И вот во время одного из переездов в машину с артистами попал большой осколок и раздробил папину скрипку. Приехав на место концерта, доложили начальству о возникшей ситуации и невозможности выступления. Армейское начальство (а это оказалась ни больше ни меньше как ставка Г. Жукова) сказало подчиненным: "Достать скрипку" Шел 44-й год - трофеев было уже достаточно, а приказ Жукова, как известно, закон. Через некоторое время привезли три скрипки, папа выбрал одну и прошел с ней всю войну, концертировал после войны, преподавал и играл в оркестре Большого театра. Инструмент был мастера Гобетти, с удивительным звуком, что, впрочем, не надо доказывать, слушая Спивакова.
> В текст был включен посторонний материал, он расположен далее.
//! ユーザー管理ユースケース

use std::sync::Arc;

use crewhub_domain::{
    clock::Clock,
    user::{Email, User, UserId, UserName},
};
use crewhub_infra::repository::UserRepository;

use crate::error::ApiError;

/// ユーザー作成の入力
pub struct CreateUserInput {
    pub name:  UserName,
    pub email: Email,
}

/// ユーザー更新の入力
pub struct UpdateUserInput {
    pub user_id: UserId,
    pub name:    Option<UserName>,
    pub email:   Option<Email>,
}

/// ユーザー管理ユースケース
pub struct UserUseCaseImpl {
    user_repository: Arc<dyn UserRepository>,
    clock:           Arc<dyn Clock>,
}

impl UserUseCaseImpl {
    pub fn new(user_repository: Arc<dyn UserRepository>, clock: Arc<dyn Clock>) -> Self {
        Self {
            user_repository,
            clock,
        }
    }

    /// ユーザーを作成する
    ///
    /// 1. メールアドレスの重複チェック
    /// 2. User ドメインオブジェクト作成
    /// 3. users テーブルに挿入
    pub async fn create_user(&self, input: CreateUserInput) -> Result<User, ApiError> {
        // メールアドレスの重複チェック
        if let Some(_existing) = self.user_repository.find_by_email(&input.email).await? {
            return Err(ApiError::Conflict(
                "このメールアドレスは既に使用されています".to_string(),
            ));
        }

        let now = self.clock.now();
        let user = User::new(UserId::new(), input.name, input.email, now);

        self.user_repository.insert(&user).await?;

        Ok(user)
    }

    /// ユーザー情報を更新する（名前、メールアドレス）
    ///
    /// 入力で指定されたフィールドだけを更新する。
    /// メールアドレスは他ユーザーとの重複を拒否する。
    pub async fn update_user(&self, input: UpdateUserInput) -> Result<User, ApiError> {
        let user = self
            .user_repository
            .find_by_id(&input.user_id)
            .await?
            .ok_or_else(|| ApiError::NotFound("User not found".to_string()))?;

        let now = self.clock.now();

        let user = if let Some(name) = input.name {
            user.with_name(name, now)
        } else {
            user
        };

        let user = if let Some(email) = input.email {
            // 他のユーザーが同じメールアドレスを使っていないか確認
            if let Some(existing) = self.user_repository.find_by_email(&email).await? {
                if existing.id() != user.id() {
                    return Err(ApiError::Conflict(
                        "このメールアドレスは既に使用されています".to_string(),
                    ));
                }
            }
            user.with_email(email, now)
        } else {
            user
        };

        self.user_repository.update(&user).await?;

        Ok(user)
    }

    /// ユーザーを削除する
    ///
    /// 関連データ（ロール割り当て、アカウント、プロジェクト、支払い、通知）は
    /// 外部キーのカスケードで削除される。
    pub async fn delete_user(&self, user_id: &UserId) -> Result<(), ApiError> {
        let deleted = self.user_repository.delete(user_id).await?;

        if deleted == 0 {
            return Err(ApiError::NotFound("User not found".to_string()));
        }

        Ok(())
    }
}

#[cfg(test)]
mod tests {
    use std::sync::Mutex;

    use async_trait::async_trait;
    use chrono::{TimeZone, Utc};
    use crewhub_domain::{
        clock::FixedClock,
        role::Role,
        user::UserRelations,
    };
    use crewhub_infra::InfraError;
    use pretty_assertions::assert_eq;

    use super::*;

    /// インメモリのスタブリポジトリ
    struct StubUserRepository {
        users:         Mutex<Vec<User>>,
        deleted_rows:  u64,
    }

    impl StubUserRepository {
        fn new(users: Vec<User>) -> Self {
            Self {
                users:        Mutex::new(users),
                deleted_rows: 1,
            }
        }

        fn with_deleted_rows(users: Vec<User>, deleted_rows: u64) -> Self {
            Self {
                users: Mutex::new(users),
                deleted_rows,
            }
        }
    }

    #[async_trait]
    impl UserRepository for StubUserRepository {
        async fn find_all_with_roles(&self) -> Result<Vec<(User, Vec<Role>)>, InfraError> {
            todo!()
        }

        async fn find_by_id(&self, id: &UserId) -> Result<Option<User>, InfraError> {
            Ok(self
                .users
                .lock()
                .unwrap()
                .iter()
                .find(|u| u.id() == id)
                .cloned())
        }

        async fn find_by_email(&self, email: &Email) -> Result<Option<User>, InfraError> {
            Ok(self
                .users
                .lock()
                .unwrap()
                .iter()
                .find(|u| u.email() == email)
                .cloned())
        }

        async fn find_with_roles(
            &self,
            _id: &UserId,
        ) -> Result<Option<(User, Vec<Role>)>, InfraError> {
            todo!()
        }

        async fn find_detail(
            &self,
            _id: &UserId,
        ) -> Result<Option<(User, UserRelations)>, InfraError> {
            todo!()
        }

        async fn insert(&self, user: &User) -> Result<(), InfraError> {
            self.users.lock().unwrap().push(user.clone());
            Ok(())
        }

        async fn update(&self, user: &User) -> Result<(), InfraError> {
            let mut users = self.users.lock().unwrap();
            if let Some(slot) = users.iter_mut().find(|u| u.id() == user.id()) {
                *slot = user.clone();
            }
            Ok(())
        }

        async fn delete(&self, id: &UserId) -> Result<u64, InfraError> {
            let mut users = self.users.lock().unwrap();
            users.retain(|u| u.id() != id);
            Ok(self.deleted_rows)
        }
    }

    fn fixed_clock() -> Arc<FixedClock> {
        Arc::new(FixedClock::new(
            Utc.with_ymd_and_hms(2025, 8, 15, 12, 0, 0).unwrap(),
        ))
    }

    fn existing_user() -> User {
        User::new(
            UserId::new(),
            UserName::new("Alice").unwrap(),
            Email::new("alice@example.com").unwrap(),
            Utc.with_ymd_and_hms(2025, 8, 1, 0, 0, 0).unwrap(),
        )
    }

    #[tokio::test]
    async fn test_create_user_ユーザーを作成できる() {
        let repo = Arc::new(StubUserRepository::new(vec![]));
        let sut = UserUseCaseImpl::new(repo.clone(), fixed_clock());

        let result = sut
            .create_user(CreateUserInput {
                name:  UserName::new("Bob").unwrap(),
                email: Email::new("bob@example.com").unwrap(),
            })
            .await
            .unwrap();

        assert_eq!(result.name().as_str(), "Bob");
        assert_eq!(repo.users.lock().unwrap().len(), 1);
    }

    #[tokio::test]
    async fn test_create_user_メールアドレス重複はconflict() {
        let repo = Arc::new(StubUserRepository::new(vec![existing_user()]));
        let sut = UserUseCaseImpl::new(repo, fixed_clock());

        let result = sut
            .create_user(CreateUserInput {
                name:  UserName::new("Bob").unwrap(),
                email: Email::new("alice@example.com").unwrap(),
            })
            .await;

        assert!(matches!(result, Err(ApiError::Conflict(_))));
    }

    #[tokio::test]
    async fn test_update_user_名前のみ更新できる() {
        let user = existing_user();
        let user_id = user.id().clone();
        let repo = Arc::new(StubUserRepository::new(vec![user]));
        let sut = UserUseCaseImpl::new(repo, fixed_clock());

        let result = sut
            .update_user(UpdateUserInput {
                user_id,
                name: Some(UserName::new("Alice Renamed").unwrap()),
                email: None,
            })
            .await
            .unwrap();

        assert_eq!(result.name().as_str(), "Alice Renamed");
        assert_eq!(result.email().as_str(), "alice@example.com");
    }

    #[tokio::test]
    async fn test_update_user_自分自身のメールアドレスはそのまま更新できる() {
        let user = existing_user();
        let user_id = user.id().clone();
        let repo = Arc::new(StubUserRepository::new(vec![user]));
        let sut = UserUseCaseImpl::new(repo, fixed_clock());

        let result = sut
            .update_user(UpdateUserInput {
                user_id,
                name: None,
                email: Some(Email::new("alice@example.com").unwrap()),
            })
            .await;

        assert!(result.is_ok());
    }

    #[tokio::test]
    async fn test_update_user_他ユーザーのメールアドレスはconflict() {
        let alice = existing_user();
        let bob = User::new(
            UserId::new(),
            UserName::new("Bob").unwrap(),
            Email::new("bob@example.com").unwrap(),
            Utc.with_ymd_and_hms(2025, 8, 1, 0, 0, 0).unwrap(),
        );
        let bob_id = bob.id().clone();
        let repo = Arc::new(StubUserRepository::new(vec![alice, bob]));
        let sut = UserUseCaseImpl::new(repo, fixed_clock());

        let result = sut
            .update_user(UpdateUserInput {
                user_id: bob_id,
                name:    None,
                email:   Some(Email::new("alice@example.com").unwrap()),
            })
            .await;

        assert!(matches!(result, Err(ApiError::Conflict(_))));
    }

    #[tokio::test]
    async fn test_update_user_存在しないユーザーはnot_found() {
        let repo = Arc::new(StubUserRepository::new(vec![]));
        let sut = UserUseCaseImpl::new(repo, fixed_clock());

        let result = sut
            .update_user(UpdateUserInput {
                user_id: UserId::new(),
                name:    Some(UserName::new("Ghost").unwrap()),
                email:   None,
            })
            .await;

        assert!(matches!(result, Err(ApiError::NotFound(_))));
    }

    #[tokio::test]
    async fn test_delete_user_削除できる() {
        let user = existing_user();
        let user_id = user.id().clone();
        let repo = Arc::new(StubUserRepository::new(vec![user]));
        let sut = UserUseCaseImpl::new(repo.clone(), fixed_clock());

        let result = sut.delete_user(&user_id).await;

        assert!(result.is_ok());
        assert!(repo.users.lock().unwrap().is_empty());
    }

    #[tokio::test]
    async fn test_delete_user_存在しないユーザーはnot_found() {
        let repo = Arc::new(StubUserRepository::with_deleted_rows(vec![], 0));
        let sut = UserUseCaseImpl::new(repo, fixed_clock());

        let result = sut.delete_user(&UserId::new()).await;

        assert!(matches!(result, Err(ApiError::NotFound(_))));
    }
}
Прошли годы, и папа показал свою скрипку профессору Янкелевичу, своему приятелю, который определил, что в нижней деке скрипки завелся червячок и скрипка погибает, - надо срочно что-то делать, если уже не поздно. Так скрипка оказалась у Янкелевича. Не знаю, боюсь клеветать на большого мастера, но так или иначе червячка (если он был), очевидно, вывели, и скрипка оказалась впоследствии в руках ученика Янкелевича - Владимира Спивакова. Папа был бы счастлив, если бы узнал об этом.
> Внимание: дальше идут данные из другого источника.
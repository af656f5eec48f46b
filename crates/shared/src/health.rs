//! # ヘルスチェック共通型
//!
//! ヘルスチェックエンドポイントで使用されるレスポンス型を提供する。

use std::collections::HashMap;

use serde::{Deserialize, Serialize};

/// ヘルスチェックレスポンス
///
/// `status` はサービスの稼働状態、`version` は Cargo.toml のバージョンを示す。
///
/// ## 使用例
///
/// ```
/// use crewhub_shared::HealthResponse;
///
/// let response = HealthResponse {
///     status:  "healthy".to_string(),
///     version: "0.1.0".to_string(),
/// };
/// assert_eq!(response.status, "healthy");
/// ```
#[derive(Debug, Serialize)]
pub struct HealthResponse {
    /// 稼働状態（`"healthy"` または `"unhealthy"`）
    pub status:  String,
    /// アプリケーションバージョン（Cargo.toml から取得）
    pub version: String,
}

/// 個別チェックの結果ステータス
#[derive(Debug, Clone, PartialEq, Serialize, Deserialize)]
#[serde(rename_all = "lowercase")]
pub enum CheckStatus {
    /// チェック成功
    Ok,
    /// チェック失敗
    Error,
}

/// Readiness 全体のステータス
#[derive(Debug, Clone, PartialEq, Serialize, Deserialize)]
#[serde(rename_all = "snake_case")]
pub enum ReadinessStatus {
    /// 全依存サービスが利用可能
    Ready,
    /// 一部の依存サービスが利用不可
    NotReady,
}

/// Readiness Check レスポンス
///
/// 依存サービスへの接続状態を含むレスポンス型。
/// `status` は全体のステータス、`checks` は個別チェック結果を示す。
#[derive(Debug, Clone, Serialize, Deserialize)]
pub struct ReadinessResponse {
    /// 全体のステータス
    pub status: ReadinessStatus,
    /// 個別チェック結果（チェック名 → 結果）
    pub checks: HashMap<String, CheckStatus>,
}

#[cfg(test)]
mod tests {
    use super::*;

    #[test]
    fn test_readiness_statusはsnake_caseでシリアライズされる() {
        let json = serde_json::to_value(ReadinessStatus::NotReady).unwrap();
        assert_eq!(json, serde_json::json!("not_ready"));
    }

    #[test]
    fn test_check_statusはlowercaseでシリアライズされる() {
        let json = serde_json::to_value(CheckStatus::Ok).unwrap();
        assert_eq!(json, serde_json::json!("ok"));
    }

    #[test]
    fn test_readiness_responseのjson形状() {
        let mut checks = HashMap::new();
        checks.insert("database".to_string(), CheckStatus::Ok);
        let response = ReadinessResponse {
            status: ReadinessStatus::Ready,
            checks,
        };
        let json = serde_json::to_value(&response).unwrap();

        assert_eq!(json["status"], "ready");
        assert_eq!(json["checks"]["database"], "ok");
    }
}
И вот в Большом зале консерватории, при стечении всей элиты Москвы, дипкорпуса, правительства и Жванецкого, состоялся тысячный (юбилейный) концерт "Виртуозов Москвы".
За три месяца до этого события мне позвонил Володя Спиваков и сказал, что настало время публично отнимать у него скрипку, и как раз подвернулся удачный случай - юбилейный концерт. Мы вышли с незаменимым Державиным на сцену Большого зала, я отнял у Спивакова скрипку, рассказал эту душещипательную историю и в подтверждение своих слов сыграл десять нотных строк из Концерта Вивальди (кульминация моего скрипичного образования) в сопровож-дении "Виртуозов Москвы", правда, при дирижировании Державина, что несколько снижало серьезность момента. Бедный мой папа! Мог ли он себе представить, говоря о триумфе маленького Игоря Ойстраха в отчетном концерте музыкальной школы, что не пройдет и пятидесяти лет, и его непутевый сын будет играть на его скрипке в Большом зале консерватории в сопровождении "Виртуозов Москвы" перед уникальной по составу аудиторией, в присутствии первого президента России и Жванецкого.
Не так давно, Боря, в прессе началась спонтанная кампания против "актерских детей". Помнишь? Актерские дети, мол, захватили все места в театральных институтах и не дают пробиться к рампе талантливым самородкам из глубинки. Я тогда уже разгневанно пыхтел по этому поводу в какой-то газете, и ты, мне кажется, тоже среагировал на эту пошлую глупость, но, однако, на волне этой "кампании" к театральным училищам страшно было подойти с актерской фамилией.
Вот бред! Почему шахтеры, хлеборобы, сталевары - это династии, а у нас "сынки". Ну да Бог с ними. Как будто не логично, что детеныш, который с первых шагов в доме натыкается на знаменитых актеров, а первые звуки, которые он начинает понимать в виде речи, - это разговоры вокруг очередной театральной несправедливости, должен к семнадцати годам поступать в Текстильный институт.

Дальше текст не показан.